One store manager told Chawla that through a “Stores Like Me” recommendation on the dashboard, she learned that a particular electronic item wasn’t selling as well in her store as it was at stores in similar geographies. With a visual merchandising recommendation, she figured out that the way the product was stacked in a display was making it difficult to see and access. Rearranging the display helped drive conversions of the product. In the tool, managers are able to check-off specific tasks they’ve completed and then track progress.

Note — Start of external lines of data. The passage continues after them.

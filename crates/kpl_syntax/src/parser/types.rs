/// Type parsing.
///
/// This chunk parses basic types, `ptr to`, `record ... endRecord`, `array [dims] of`,
/// `function (..) returns`, and named types with optional type arguments.
impl<'a> Parser<'a> {
    // ========================================================================
    // Types
    // ========================================================================

    /// Parse a type.
    fn parse_type(&mut self) -> Result<Spanned<Type>, CompileError> {
        let start = self.current_span();

        let basic = match self.peek().kind.keyword_id() {
            Some(KeywordId::Int) => Some(Type::Int),
            Some(KeywordId::Char) => Some(Type::Char),
            Some(KeywordId::Double) => Some(Type::Double),
            Some(KeywordId::Bool) => Some(Type::Bool),
            Some(KeywordId::Void) => Some(Type::Void),
            Some(KeywordId::TypeOfNull) => Some(Type::TypeOfNull),
            Some(KeywordId::AnyType) => Some(Type::AnyType),
            _ => None,
        };
        if let Some(ty) = basic {
            self.advance();
            return Ok(Spanned::new(ty, start));
        }

        let ty = if self.match_keyword(KeywordId::Ptr) {
            self.expect_keyword(KeywordId::To, "Expected 'to' after 'ptr'")?;
            Type::Ptr(Box::new(self.parse_type()?))
        } else if self.match_keyword(KeywordId::Record) {
            let mut fields = Vec::new();
            while !self.is_at_end() && !self.check_keyword(KeywordId::EndRecord) {
                fields.push(self.var_decl()?.node);
            }
            self.expect_keyword(KeywordId::EndRecord, "Expected 'endRecord'")?;
            Type::Record(fields)
        } else if self.match_keyword(KeywordId::Array) {
            let dims = self.array_dims()?;
            self.expect_keyword(KeywordId::Of, "Expected 'of' in array type")?;
            let elem = self.parse_type()?;
            Type::Array {
                dims,
                elem: Box::new(elem),
            }
        } else if self.match_keyword(KeywordId::Function) {
            self.expect_punct(PunctuationId::LParen, "Expected '(' in function type")?;
            let mut params = Vec::new();
            if !self.check_punct(PunctuationId::RParen) {
                loop {
                    params.push(self.parse_type()?);
                    if !self.match_punct(PunctuationId::Comma) {
                        break;
                    }
                }
            }
            self.expect_punct(PunctuationId::RParen, "Expected ')' after function parameters")?;
            let ret = self.returns_clause()?.map(Box::new);
            Type::Function { params, ret }
        } else {
            Type::Named(self.named_type()?)
        };

        Ok(Spanned::new(ty, self.span_from(start)))
    }

    /// Optional `[d1, *, ...]`; `*` marks a dynamic dimension.
    fn array_dims(&mut self) -> Result<Vec<Option<Spanned<Expr>>>, CompileError> {
        let mut dims = Vec::new();
        if !self.match_punct(PunctuationId::LBracket) {
            return Ok(dims);
        }
        loop {
            if self.match_op(OperatorId::Star) {
                dims.push(None);
            } else {
                dims.push(Some(self.expr()?));
            }
            if !self.match_punct(PunctuationId::Comma) {
                break;
            }
        }
        self.expect_punct(PunctuationId::RBracket, "Expected ']' after array dimensions")?;
        Ok(dims)
    }

    /// `ID [ '[' Type {, Type} ']' ]`
    fn named_type(&mut self) -> Result<NamedType, CompileError> {
        let name = self.expect_ident("Expected type name")?;
        let mut args = Vec::new();
        if self.match_punct(PunctuationId::LBracket) {
            loop {
                args.push(self.parse_type()?);
                if !self.match_punct(PunctuationId::Comma) {
                    break;
                }
            }
            self.expect_punct(PunctuationId::RBracket, "Expected ']' after type arguments")?;
        }
        Ok(NamedType { name, args })
    }

    fn named_type_list(&mut self) -> Result<Vec<NamedType>, CompileError> {
        let mut types = vec![self.named_type()?];
        while self.match_punct(PunctuationId::Comma) {
            types.push(self.named_type()?);
        }
        Ok(types)
    }

    /// Optional `returns Type`.
    fn returns_clause(&mut self) -> Result<Option<Spanned<Type>>, CompileError> {
        if self.match_keyword(KeywordId::Returns) {
            Ok(Some(self.parse_type()?))
        } else {
            Ok(None)
        }
    }
}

Other use cases: Store managers can anticipate how certain inventory might sell based on online searches and other store performances, and stock the floor properly so it doesn’t get cleared out. Based on customer data, store managers will also soon be able to get staffing recommendations from the dashboard, around how many people to keep on the sales floor versus in the stockroom during particular store hours, and what departments might need extra staff depending on how products in that category are selling.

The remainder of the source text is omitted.